What to do
Every line in the data below that has the word "message" should be returned.

Data for review
•••••
// Copyright Amazon.com, Inc. or its affiliates. All Rights Reserved.
// SPDX-License-Identifier: Apache-2.0

//! Turns reports into the artifacts served to callers: HTML pages for most
//! views, JSON for the flame graph.

use std::fmt::Write as _;
use std::sync::Arc;

use thiserror::Error;

use crate::driver::ViewKind;
use crate::objtool::ObjTool;
use crate::report::measurement::percentage;
use crate::report::{dot, flame, listing, text, Report, ReportError};

pub mod backend;

pub use backend::{Graphviz, RenderBackend};

/// Why a view could not be rendered.
#[derive(Error, Debug)]
#[non_exhaustive]
pub enum RenderError {
    /// The diagram backend could not be started. Soft failure: only the
    /// graph view needs it.
    #[error("Could not execute dot; may need to install graphviz.")]
    BackendUnavailable(String),
    /// The backend ran and failed.
    #[error("diagram backend exited with {status}: {stderr}")]
    Backend {
        /// Exit status as displayed by the OS.
        status: String,
        /// Everything the backend wrote to stderr.
        stderr: String,
    },
    /// Talking to the backend process failed.
    #[error(transparent)]
    Io(#[from] std::io::Error),
    /// Building the view from the report failed.
    #[error(transparent)]
    Report(#[from] ReportError),
    /// The flame tree could not be serialized.
    #[error("encoding flame graph: {0}")]
    Json(#[from] serde_json::Error),
    /// The blocking render task panicked or was cancelled.
    #[error("render task: {0}")]
    Task(#[from] tokio::task::JoinError),
}

/// A rendered view.
#[derive(Debug, Clone, PartialEq, Eq)]
pub enum Artifact {
    /// An HTML page.
    Html(String),
    /// A JSON document.
    Json(String),
}

/// Escapes `s` for HTML text and attribute values.
pub fn escape_html(s: &str) -> String {
    let mut out = String::with_capacity(s.len());
    for c in s.chars() {
        match c {
            '&' => out.push_str("&amp;"),
            '<' => out.push_str("&lt;"),
            '>' => out.push_str("&gt;"),
            '"' => out.push_str("&quot;"),
            '\'' => out.push_str("&#39;"),
            c => out.push(c),
        }
    }
    out
}

/// Strips everything before `<svg` and repairs the bare `&;` dot emits.
fn clean_svg(svg: &[u8]) -> String {
    let svg = String::from_utf8_lossy(svg).replace("&;", "&amp;;");
    match svg.find("<svg") {
        Some(pos) => svg[pos..].to_owned(),
        None => svg,
    }
}

const STYLE: &str = "body{font-family:sans-serif;margin:0}\
header{background:#eee;padding:6px 10px}header a{margin-right:12px}\
#legend{padding:6px 10px;color:#333}.warn{color:#a00}\
table{border-collapse:collapse;margin:10px}td,th{padding:2px 8px;text-align:right}\
td:last-child,th:last-child{text-align:left}pre{margin:10px}";

/// A full page for `view` of `service`.
pub fn page(service: &str, view: &str, legend: &[String], diagnostics: &[String], body: &str) -> String {
    let service = escape_html(service);
    let mut out = String::new();
    let _ = write!(
        out,
        "<!DOCTYPE html>\n<html>\n<head>\n<meta charset=\"utf-8\">\n<title>{service} {view}</title>\n<style>{STYLE}</style>\n</head>\n<body>\n<header>"
    );
    let base = format!("/ui/{service}");
    for (label, href) in [
        ("Graph", format!("{base}/")),
        ("Top", format!("{base}/top")),
        ("Flame Graph", format!("{base}/flamegraph")),
        ("Peek", format!("{base}/peek")),
        ("Source", format!("{base}/source")),
        ("Disassemble", format!("{base}/disasm")),
        ("Download", format!("{base}/download")),
        ("Refresh", format!("{base}/?refresh=true")),
    ] {
        let _ = write!(out, "<a href=\"{href}\">{label}</a>");
    }
    out.push_str("</header>\n");
    if !legend.is_empty() || !diagnostics.is_empty() {
        out.push_str("<div id=\"legend\">");
        for line in legend {
            let _ = write!(out, "<div>{}</div>", escape_html(line));
        }
        for d in diagnostics {
            let _ = write!(out, "<div class=\"warn\">{}</div>", escape_html(d));
        }
        out.push_str("</div>\n");
    }
    out.push_str(body);
    out.push_str("\n</body>\n</html>\n");
    out
}

/// An error page, or a JSON error object for the flame graph.
pub fn error_artifact(view: Option<ViewKind>, service: &str, message: &str) -> Artifact {
    if view == Some(ViewKind::FlameGraph) {
        return Artifact::Json(serde_json::json!({ "error": message }).to_string());
    }
    let body = format!("<pre class=\"warn\">{}</pre>", escape_html(message));
    Artifact::Html(page(service, "error", &[], &[], &body))
}

fn top_table(rpt: &Report) -> String {
    let mut out = String::from(
        "<table>\n<tr><th>Flat</th><th>Flat%</th><th>Sum%</th><th>Cum</th><th>Cum%</th><th>Name</th></tr>\n",
    );
    let mut flat_sum = 0;
    for item in text::text_items(rpt) {
        flat_sum += item.flat;
        let _ = writeln!(
            out,
            "<tr><td>{}</td><td>{}</td><td>{}</td><td>{}</td><td>{}</td><td>{} {}</td></tr>",
            escape_html(&item.flat_format),
            percentage(item.flat, rpt.total()),
            percentage(flat_sum, rpt.total()),
            escape_html(&item.cum_format),
            percentage(item.cum, rpt.total()),
            escape_html(&item.name),
            item.inline_label,
        );
    }
    out.push_str("</table>");
    out
}

fn pre(text: &str) -> String {
    format!("<pre>{}</pre>", escape_html(text))
}

/// Renders views that need no external process. Blocking.
pub fn render_local(
    rpt: &Report,
    view: ViewKind,
    service: &str,
    objtool: &dyn ObjTool,
) -> Result<Artifact, RenderError> {
    let body = match view {
        ViewKind::FlameGraph => {
            return Ok(Artifact::Json(serde_json::to_string(&flame::flame_tree(rpt))?));
        }
        ViewKind::Graph => pre(&dot::compose(rpt)),
        ViewKind::Top => top_table(rpt),
        ViewKind::Peek => pre(&text::peek(rpt)?),
        ViewKind::Disasm => pre(&listing::disasm(rpt, objtool)?),
        ViewKind::Source => pre(&listing::source(rpt, objtool)?),
    };
    // the listing views carry their own totals
    let legend = match view {
        ViewKind::Disasm | ViewKind::Source => rpt.profile_labels(),
        _ => rpt.legend(),
    };
    Ok(Artifact::Html(page(service, view.name(), &legend, rpt.diagnostics(), &body)))
}

/// Renders reports, delegating the graph view to a diagram backend.
#[derive(Debug, Clone)]
pub struct Renderer {
    backend: Arc<dyn RenderBackend>,
    objtool: Arc<dyn ObjTool>,
}

impl Renderer {
    /// A renderer using `backend` for the graph view and `objtool` for listings.
    pub fn new(backend: Arc<dyn RenderBackend>, objtool: Arc<dyn ObjTool>) -> Self {
        Renderer { backend, objtool }
    }

    /// Renders `view` of `rpt`. Only the graph view uses the backend; the
    /// others run on a blocking thread.
    pub async fn render(&self, rpt: Report, view: ViewKind, service: &str) -> Result<Artifact, RenderError> {
        if view != ViewKind::Graph {
            let objtool = Arc::clone(&self.objtool);
            let service = service.to_owned();
            return tokio::task::spawn_blocking(move || render_local(&rpt, view, &service, &*objtool))
                .await?;
        }
        let dot = dot::compose(&rpt);
        let svg = clean_svg(&self.backend.render(&dot).await?);
        let body = format!("<div id=\"graph\">{svg}</div>");
        Ok(Artifact::Html(page(
            service,
            view.name(),
            &rpt.legend(),
            rpt.diagnostics(),
            &body,
        )))
    }
}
•••••
Finished task
pub fn error_artifact(view: Option<ViewKind>, service: &str, message: &str) -> Artifact {
        return Artifact::Json(serde_json::json!({ "error": message }).to_string());
    let body = format!("<pre class=\"warn\">{}</pre>", escape_html(message));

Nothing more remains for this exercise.